Once I found out I fell into a deep depression, crying each day from morning until night, and I was in my own mental torture chamber about my decision of how to proceed. Unfortunately, I had to wait an additional three weeks for my appointment at Planned Parenthood. Although those weeks were agonizing and emotionally painful, I am thankful that I had the time to reflect, research, prepare, and come to peace with my decision. I ultimately decided on the medication abortion since the pregnancy was still very early and I wanted this process to be as minimally invasive as possible. I was incredibly thankful to have the support of my partner and a couple of close trusted friends. We had been talking about having a baby and starting a family in the recent months, but unfortunately it took this experience to open our eyes to the fact that we weren’t in fact ready emotionally or financially. We were living far from our family and support system and realized we wanted that before we started our family. My mental health had just improved dramatically in the past year and falling into that depressive episode made me understand that I had more work to do and wanted to be at my best mentally before bringing another human into our family sphere.

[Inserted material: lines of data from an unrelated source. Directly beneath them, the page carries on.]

//! Conversion between native JSON documents and typed attribute values.
//!
//! Records travel through the data layer as `serde_json` objects; the store
//! speaks [`AttributeValue`]. Numbers keep their textual form in both
//! directions so `{"amount": 100}` round-trips as `{"amount": {"N": "100"}}`.

use base64::Engine;
use base64::engine::general_purpose::STANDARD;
use serde_json::{Map, Number, Value};

use crate::attribute_value::AttributeValue;
use crate::types::Item;

/// Converts one JSON value into an attribute value.
#[must_use]
pub fn to_attribute_value(value: &Value) -> AttributeValue {
    match value {
        Value::Null => AttributeValue::Null(true),
        Value::Bool(b) => AttributeValue::Bool(*b),
        Value::Number(n) => AttributeValue::N(n.to_string()),
        Value::String(s) => AttributeValue::S(s.clone()),
        Value::Array(items) => AttributeValue::L(items.iter().map(to_attribute_value).collect()),
        Value::Object(map) => AttributeValue::M(
            map.iter()
                .map(|(k, v)| (k.clone(), to_attribute_value(v)))
                .collect(),
        ),
    }
}

/// Converts one attribute value back into JSON.
///
/// Binary values become base64 strings. A number that does not fit any JSON
/// number representation is returned as its string form.
#[must_use]
pub fn from_attribute_value(value: &AttributeValue) -> Value {
    match value {
        AttributeValue::S(s) => Value::String(s.clone()),
        AttributeValue::N(n) => number_value(n),
        AttributeValue::B(b) => Value::String(STANDARD.encode(b)),
        AttributeValue::Ss(v) => Value::Array(v.iter().cloned().map(Value::String).collect()),
        AttributeValue::Ns(v) => Value::Array(v.iter().map(|n| number_value(n)).collect()),
        AttributeValue::Bs(v) => Value::Array(
            v.iter()
                .map(|b| Value::String(STANDARD.encode(b)))
                .collect(),
        ),
        AttributeValue::Bool(b) => Value::Bool(*b),
        AttributeValue::Null(_) => Value::Null,
        AttributeValue::L(items) => Value::Array(items.iter().map(from_attribute_value).collect()),
        AttributeValue::M(map) => Value::Object(
            map.iter()
                .map(|(k, v)| (k.clone(), from_attribute_value(v)))
                .collect(),
        ),
    }
}

fn number_value(n: &str) -> Value {
    if let Ok(i) = n.parse::<i64>() {
        return Value::Number(i.into());
    }
    if let Ok(u) = n.parse::<u64>() {
        return Value::Number(u.into());
    }
    n.parse::<f64>()
        .ok()
        .and_then(Number::from_f64)
        .map_or_else(|| Value::String(n.to_owned()), Value::Number)
}

/// Converts a JSON object into a store item.
#[must_use]
pub fn marshal_item(record: &Map<String, Value>) -> Item {
    record
        .iter()
        .map(|(k, v)| (k.clone(), to_attribute_value(v)))
        .collect()
}

/// Converts a store item into a JSON object.
#[must_use]
#[allow(clippy::implicit_hasher)]
pub fn unmarshal_item(item: &Item) -> Map<String, Value> {
    item.iter()
        .map(|(k, v)| (k.clone(), from_attribute_value(v)))
        .collect()
}

/// Human-readable name of a JSON value's kind.
#[must_use]
pub fn json_kind(value: &Value) -> &'static str {
    match value {
        Value::Null => "null",
        Value::Bool(_) => "boolean",
        Value::Number(_) => "number",
        Value::String(_) => "string",
        Value::Array(_) => "array",
        Value::Object(_) => "object",
    }
}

The medication abortion went as expected although the pain and bleeding was definitely a stark reminder of the choice and the loss. My experience with the providers at Planned Parenthood was nothing short of amazing humanity and kindness. I felt blessed to be in their presence for such a vulnerable experience. The pain I experienced that day and following week was difficult, but again exactly how I expected. When I chose abortion, I felt I was stepping into my power and choice as a woman. A power and choice that should never be taken away from any woman. For the first time in my life I was making a decision for ME and MY best interest and not for others. I was listening to my own intuition and body and not letting society’s narratives about what womanhood, pregnancy, and motherhood should be like or feel like cloud my mind. I never expected to feel this, but I did at the time and still do. Making this choice was the best decision for me and my partner for this time in our lives. It will allow us the ability to finish grad school, become financially stable, travel, and be our best selves physically and mentally before starting our family. To honor this experience and the lessons and love that resulted from this pregnancy, I bought myself a necklace with a meaningful symbol that serves as a reminder for my own strength. I know our time to become parents will be filled with joy despite the hardships we endured to get there. After going through this, I learned that two of my closest friends had also had an abortion before and again this is a testament to the power of women supporting women and the many nuanced reasons for abortion.